Murmuration Imagination: If our Children were Starlings!

Self regulation seems to come so easy to starlings...

What is going on here? How do these birds in this homogenous flock manage to maintain their equilibrium? Researchers think that starlings fly in these coordinated patterns for many reasons. The most obvious appears to be self-preservation. It's good to be in the herd -- not limping alone in tall grass out in the savanna. Grouping together offers safety in numbers – predators find it hard to target one bird in the middle of a hypnotizing flock of thousands.

How does each starling know when to turn?

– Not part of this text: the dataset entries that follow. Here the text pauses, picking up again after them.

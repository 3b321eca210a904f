use plankton::render::{generate, DiagramConfig};
use plankton::{parse_plan, ParseOptions};
use std::io::Read;

#[derive(Debug)]
enum CliError {
    Usage(String),
    Io(std::io::Error),
    Parse(plankton::Error),
    Render(plankton::render::Error),
    Json(serde_json::Error),
}

impl std::fmt::Display for CliError {
    fn fmt(&self, f: &mut std::fmt::Formatter<'_>) -> std::fmt::Result {
        match self {
            CliError::Usage(msg) => write!(f, "{msg}"),
            CliError::Io(err) => write!(f, "I/O error: {err}"),
            CliError::Parse(err) => write!(f, "{err}"),
            CliError::Render(err) => write!(f, "{err}"),
            CliError::Json(err) => write!(f, "JSON error: {err}"),
        }
    }
}

impl From<std::io::Error> for CliError {
    fn from(value: std::io::Error) -> Self {
        Self::Io(value)
    }
}

impl From<plankton::Error> for CliError {
    fn from(value: plankton::Error) -> Self {
        Self::Parse(value)
    }
}

impl From<plankton::render::Error> for CliError {
    fn from(value: plankton::render::Error) -> Self {
        Self::Render(value)
    }
}

impl From<serde_json::Error> for CliError {
    fn from(value: serde_json::Error) -> Self {
        Self::Json(value)
    }
}

#[derive(Debug, Clone, Copy, Default, PartialEq, Eq)]
enum Command {
    Parse,
    #[default]
    Generate,
}

#[derive(Debug, Default)]
struct Args {
    command: Command,
    input: Option<String>,
    out: Option<String>,
    pretty: bool,
    strict: bool,
    box_width: Option<f64>,
    box_height: Option<f64>,
    vertical_spacing: Option<f64>,
    horizontal_spacing: Option<f64>,
    font_size: Option<f64>,
}

const USAGE: &str = "\
Usage: plankton [COMMAND] [OPTIONS] [INPUT]

Render physical-plan text (DataFusion EXPLAIN style) as whiteboard-scene JSON.

Commands:
  generate     plan text -> scene document (default)
  parse        plan text -> parsed tree as JSON

Arguments:
  INPUT        input file, or '-' for stdin (default)

Options:
  -o, --out <FILE>              write to FILE instead of stdout
      --pretty                  pretty-print the JSON output
      --strict                  reject malformed indentation
      --box-width <N>           operator box width (default 200)
      --box-height <N>          operator box height (default 80)
      --vertical-spacing <N>    vertical spacing between boxes (default 100)
      --horizontal-spacing <N>  horizontal spacing between siblings (default 50)
      --font-size <N>           base font size (default 16)
  -h, --help                    print this help
  -V, --version                 print version
";

fn parse_args() -> Result<Option<Args>, CliError> {
    let mut args = Args::default();
    let mut positionals: Vec<String> = Vec::new();
    let mut argv = std::env::args().skip(1);

    fn number(flag: &str, value: Option<String>) -> Result<f64, CliError> {
        let Some(value) = value else {
            return Err(CliError::Usage(format!("{flag} expects a value")));
        };
        value
            .parse::<f64>()
            .map_err(|_| CliError::Usage(format!("{flag} expects a number, got '{value}'")))
    }

    while let Some(arg) = argv.next() {
        match arg.as_str() {
            "-h" | "--help" => {
                print!("{USAGE}");
                return Ok(None);
            }
            "-V" | "--version" => {
                println!("plankton {}", env!("CARGO_PKG_VERSION"));
                return Ok(None);
            }
            "-o" | "--out" => {
                args.out = Some(argv.next().ok_or_else(|| {
                    CliError::Usage("--out expects a file path".to_string())
                })?);
            }
            "--pretty" => args.pretty = true,
            "--strict" => args.strict = true,
            "--box-width" => args.box_width = Some(number("--box-width", argv.next())?),
            "--box-height" => args.box_height = Some(number("--box-height", argv.next())?),
            "--vertical-spacing" => {
                args.vertical_spacing = Some(number("--vertical-spacing", argv.next())?)
            }
            "--horizontal-spacing" => {
                args.horizontal_spacing = Some(number("--horizontal-spacing", argv.next())?)
            }
            "--font-size" => args.font_size = Some(number("--font-size", argv.next())?),
            other if other.starts_with('-') && other != "-" => {
                return Err(CliError::Usage(format!("unknown option '{other}'")));
            }
            _ => positionals.push(arg),
        }
    }

    let mut positionals = positionals.into_iter();
    match positionals.next() {
        Some(p) if p == "parse" => args.command = Command::Parse,
        Some(p) if p == "generate" => args.command = Command::Generate,
        Some(p) => args.input = Some(p),
        None => {}
    }
    if args.input.is_none() {
        args.input = positionals.next();
    }
    if let Some(extra) = positionals.next() {
        return Err(CliError::Usage(format!("unexpected argument '{extra}'")));
    }

    Ok(Some(args))
}

fn read_input(input: Option<&str>) -> Result<String, CliError> {
    match input {
        None | Some("-") => {
            let mut text = String::new();
            std::io::stdin().read_to_string(&mut text)?;
            Ok(text)
        }
        Some(path) => Ok(std::fs::read_to_string(path)?),
    }
}

fn diagram_config(args: &Args) -> DiagramConfig {
    let mut config = DiagramConfig::default();
    if let Some(v) = args.box_width {
        config.box_width = v;
    }
    if let Some(v) = args.box_height {
        config.box_height = v;
    }
    if let Some(v) = args.vertical_spacing {
        config.vertical_spacing = v;
    }
    if let Some(v) = args.horizontal_spacing {
        config.horizontal_spacing = v;
    }
    if let Some(v) = args.font_size {
        config.font_size = v;
    }
    config
}

fn run(args: &Args) -> Result<(), CliError> {
    let text = read_input(args.input.as_deref())?;
    let options = if args.strict {
        ParseOptions::strict()
    } else {
        ParseOptions::lenient()
    };
    let root = parse_plan(&text, options)?;

    let json = match args.command {
        Command::Parse => {
            if args.pretty {
                serde_json::to_string_pretty(&root)?
            } else {
                serde_json::to_string(&root)?
            }
        }
        Command::Generate => {
            let config = diagram_config(args);
            let doc = generate(root.as_ref(), &config)?;
            if args.pretty {
                serde_json::to_string_pretty(&doc)?
            } else {
                serde_json::to_string(&doc)?
            }
        }
    };

    match args.out.as_deref() {
        Some(path) => std::fs::write(path, json + "\n")?,
        None => println!("{json}"),
    }
    Ok(())
}

fn main() {
    let args = match parse_args() {
        Ok(Some(args)) => args,
        Ok(None) => return,
        Err(err) => {
            eprintln!("{err}");
            eprintln!("{USAGE}");
            std::process::exit(2);
        }
    };

    if let Err(err) = run(&args) {
        eprintln!("{err}");
        std::process::exit(1);
    }
}
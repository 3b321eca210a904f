#![forbid(unsafe_code)]

//! `plankton` turns physical-plan text (DataFusion `EXPLAIN` style) into a
//! fully positioned whiteboard diagram.
//!
//! The pipeline is parse → layout → document:
//!
//! ```
//! use plankton::{scene_from_plan, ParseOptions};
//! use plankton::render::DiagramConfig;
//!
//! let text = "\
//! SortExec: expr=[a@0 ASC]
//!   DataSourceExec: file_groups={1 group: [[data.csv]]}, projection=[a, b], file_type=csv
//! ";
//! let doc = scene_from_plan(text, ParseOptions::default(), &DiagramConfig::default())
//!     .expect("layout ok")
//!     .expect("plan detected");
//! assert!(!doc.elements.is_empty());
//! ```

pub use plankton_core::*;

pub mod render {
    pub use plankton_render::{
        generate, layout_plan, DiagramConfig, Element, ElementKind, Error, LayoutedPlan,
        NodeLayout, Result, SceneDocument,
    };
}

#[derive(Debug, thiserror::Error)]
pub enum HeadlessError {
    #[error(transparent)]
    Parse(#[from] plankton_core::Error),
    #[error(transparent)]
    Render(#[from] plankton_render::Error),
}

pub type HeadlessResult<T> = std::result::Result<T, HeadlessError>;

/// One-call pipeline: parse the plan text and generate the scene document.
/// Returns `Ok(None)` when the input contains no plan.
pub fn scene_from_plan(
    text: &str,
    parse_options: ParseOptions,
    config: &render::DiagramConfig,
) -> HeadlessResult<Option<render::SceneDocument>> {
    let Some(root) = parse_plan(text, parse_options)? else {
        return Ok(None);
    };
    Ok(Some(plankton_render::generate(Some(&root), config)?))
}

/// Parse + layout without the document envelope, for callers that want the
/// structured layout (extents, cardinalities) rather than a scene file.
pub fn layout_from_plan(
    text: &str,
    parse_options: ParseOptions,
    config: &render::DiagramConfig,
) -> HeadlessResult<Option<render::LayoutedPlan>> {
    let Some(root) = parse_plan(text, parse_options)? else {
        return Ok(None);
    };
    Ok(Some(plankton_render::layout_plan(&root, config)?))
}
//! Small sub-parser for the expression syntax embedded in operator
//! annotations: comma lists nested in `()`/`[]`/`{}`, `@index` column
//! suffixes, `as` aliases, sort direction tokens and `name(args)` calls.
//!
//! Every layout strategy reads its properties through these helpers instead
//! of re-splitting strings ad hoc.

/// Splits `s` on `sep` at nesting depth zero, honoring `()`, `[]`, `{}` and
/// single/double quotes. Empty fragments are dropped; fragments are trimmed.
pub fn split_top_level(s: &str, sep: char) -> Vec<&str> {
    let mut out = Vec::new();
    let mut depth = 0usize;
    let mut quote: Option<char> = None;
    let mut start = 0usize;

    for (i, c) in s.char_indices() {
        if let Some(q) = quote {
            if c == q {
                quote = None;
            }
            continue;
        }
        match c {
            '\'' | '"' => quote = Some(c),
            '(' | '[' | '{' => depth += 1,
            ')' | ']' | '}' => depth = depth.saturating_sub(1),
            _ if c == sep && depth == 0 => {
                let piece = s[start..i].trim();
                if !piece.is_empty() {
                    out.push(piece);
                }
                start = i + c.len_utf8();
            }
            _ => {}
        }
    }
    let piece = s[start..].trim();
    if !piece.is_empty() {
        out.push(piece);
    }
    out
}

/// Strips a trailing `@index` column marker: `c1@0` -> `c1`.
pub fn strip_index(s: &str) -> &str {
    let s = s.trim();
    if let Some(pos) = s.rfind('@') {
        let tail = &s[pos + 1..];
        if !tail.is_empty() && tail.bytes().all(|b| b.is_ascii_digit()) {
            return &s[..pos];
        }
    }
    s
}

/// Parses a bracketed list: `[a, b, c]` -> `["a", "b", "c"]`.
pub fn bracket_list(s: &str) -> Option<Vec<&str>> {
    let s = s.trim();
    let inner = s.strip_prefix('[')?.strip_suffix(']')?;
    Some(split_top_level(inner, ','))
}

/// Detects a `name(args)` call with a closing paren at the end of the
/// fragment and returns `(name, args)`.
pub fn function_call(s: &str) -> Option<(&str, &str)> {
    let s = s.trim();
    let open = s.find('(')?;
    let name = &s[..open];
    if name.is_empty() || !is_identifier(name) {
        return None;
    }
    let inner = s[open + 1..].strip_suffix(')')?;
    Some((name, inner))
}

/// Resolves the output name of a list entry: the `as` alias when present
/// (`c1@0 as total` -> `total`), otherwise the bare column with `@index` and
/// sort tokens removed.
pub fn output_name(entry: &str) -> &str {
    if let Some(alias) = top_level_alias(entry) {
        return alias;
    }
    sort_column(entry)
}

/// Extracts the column a sort expression orders by:
/// `a@0 ASC NULLS LAST` -> `a`.
pub fn sort_column(entry: &str) -> &str {
    let entry = entry.trim();
    let head = match top_level_space(entry) {
        Some(pos) => &entry[..pos],
        None => entry,
    };
    strip_index(head)
}

/// Splits a `key=value` annotation fragment. The key must be a bare
/// identifier and the `=` must not be part of a comparison operator, so
/// predicates like `a@0 != 5` stay whole fragments.
pub fn key_value(fragment: &str) -> Option<(&str, &str)> {
    let mut depth = 0usize;
    let mut quote: Option<char> = None;
    let bytes = fragment.as_bytes();

    for (i, c) in fragment.char_indices() {
        if let Some(q) = quote {
            if c == q {
                quote = None;
            }
            continue;
        }
        match c {
            '\'' | '"' => quote = Some(c),
            '(' | '[' | '{' => depth += 1,
            ')' | ']' | '}' => depth = depth.saturating_sub(1),
            '=' if depth == 0 => {
                if i == 0 || i + 1 >= bytes.len() {
                    return None;
                }
                let prev = bytes[i - 1];
                if matches!(prev, b'!' | b'<' | b'>' | b'=') || bytes[i + 1] == b'=' {
                    return None;
                }
                let key = fragment[..i].trim();
                if !is_identifier(key) {
                    return None;
                }
                return Some((key, fragment[i + 1..].trim()));
            }
            _ => {}
        }
    }
    None
}

fn is_identifier(s: &str) -> bool {
    let mut chars = s.chars();
    match chars.next() {
        Some(c) if c.is_ascii_alphabetic() || c == '_' => {}
        _ => return false,
    }
    chars.all(|c| c.is_ascii_alphanumeric() || c == '_')
}

fn top_level_alias(entry: &str) -> Option<&str> {
    // Aliases are printed lowercase (`expr as name`); `AS` inside casts is
    // uppercase and nested in parens, so a depth-zero scan is enough.
    let mut depth = 0usize;
    let bytes = entry.as_bytes();
    let mut last = None;
    for i in 0..bytes.len() {
        match bytes[i] {
            b'(' | b'[' | b'{' => depth += 1,
            b')' | b']' | b'}' => depth = depth.saturating_sub(1),
            b' ' if depth == 0 && entry[i..].starts_with(" as ") => {
                last = Some(i);
            }
            _ => {}
        }
    }
    last.map(|i| entry[i + 4..].trim())
}

fn top_level_space(entry: &str) -> Option<usize> {
    let mut depth = 0usize;
    for (i, c) in entry.char_indices() {
        match c {
            '(' | '[' | '{' => depth += 1,
            ')' | ']' | '}' => depth = depth.saturating_sub(1),
            ' ' if depth == 0 => return Some(i),
            _ => {}
        }
    }
    None
}
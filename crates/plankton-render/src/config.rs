/// Geometry and style knobs for one generation run.
///
/// Label sizes derive from `font_size` unless overridden: operator labels at
/// 1.25x, detail/edge labels at 0.875x.
#[derive(Debug, Clone, PartialEq)]
pub struct DiagramConfig {
    pub box_width: f64,
    pub box_height: f64,
    pub vertical_spacing: f64,
    pub horizontal_spacing: f64,
    pub font_size: f64,
    pub operator_font_size: Option<f64>,
    pub detail_font_size: Option<f64>,
    pub box_stroke_color: String,
    pub arrow_stroke_color: String,
    /// Color of edge-label columns the plan knows to be sorted.
    pub highlight_color: String,
    pub background_color: String,
}

impl Default for DiagramConfig {
    fn default() -> Self {
        Self {
            box_width: 200.0,
            box_height: 80.0,
            vertical_spacing: 100.0,
            horizontal_spacing: 50.0,
            font_size: 16.0,
            operator_font_size: None,
            detail_font_size: None,
            box_stroke_color: "#1e1e1e".to_string(),
            arrow_stroke_color: "#1971c2".to_string(),
            highlight_color: "#e8590c".to_string(),
            background_color: "#ffffff".to_string(),
        }
    }
}

impl DiagramConfig {
    pub fn operator_label_size(&self) -> f64 {
        self.operator_font_size.unwrap_or(self.font_size * 1.25)
    }

    pub fn detail_label_size(&self) -> f64 {
        self.detail_font_size.unwrap_or(self.font_size * 0.875)
    }

    /// Gap between a box bottom and the top of a stacked child, kept shorter
    /// than the configured spacing so chain arrows stay compact.
    pub fn chain_gap(&self) -> f64 {
        self.vertical_spacing * 3.0 / 5.0
    }
}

In 2008, researchers in Rome published a paper in the journal Animal Behavior in which they analyzed high-quality video footage of 2,700 starlings in flight.(1) They noted that individual birds keep a minimum distance from their neighbors, proportional to their wingspans. Other research that year using similar analysis revealed that individual birds in flight coordinate their movements based on observations of six to seven birds around them.

Critical Transitions

When high-powered video analysis and computational modeling are applied to starling flocks they reveal patterns known less from biology than cutting-edge physics.(2) Starling flocks, it turns out, are best described with equations of “critical transitions” — systems that are poised to tip, to be almost instantly and completely transformed, like metals becoming magnetized or liquid turning to gas. Each starling in a flock is connected to every other. When a flock turns in unison, it’s a phase transition.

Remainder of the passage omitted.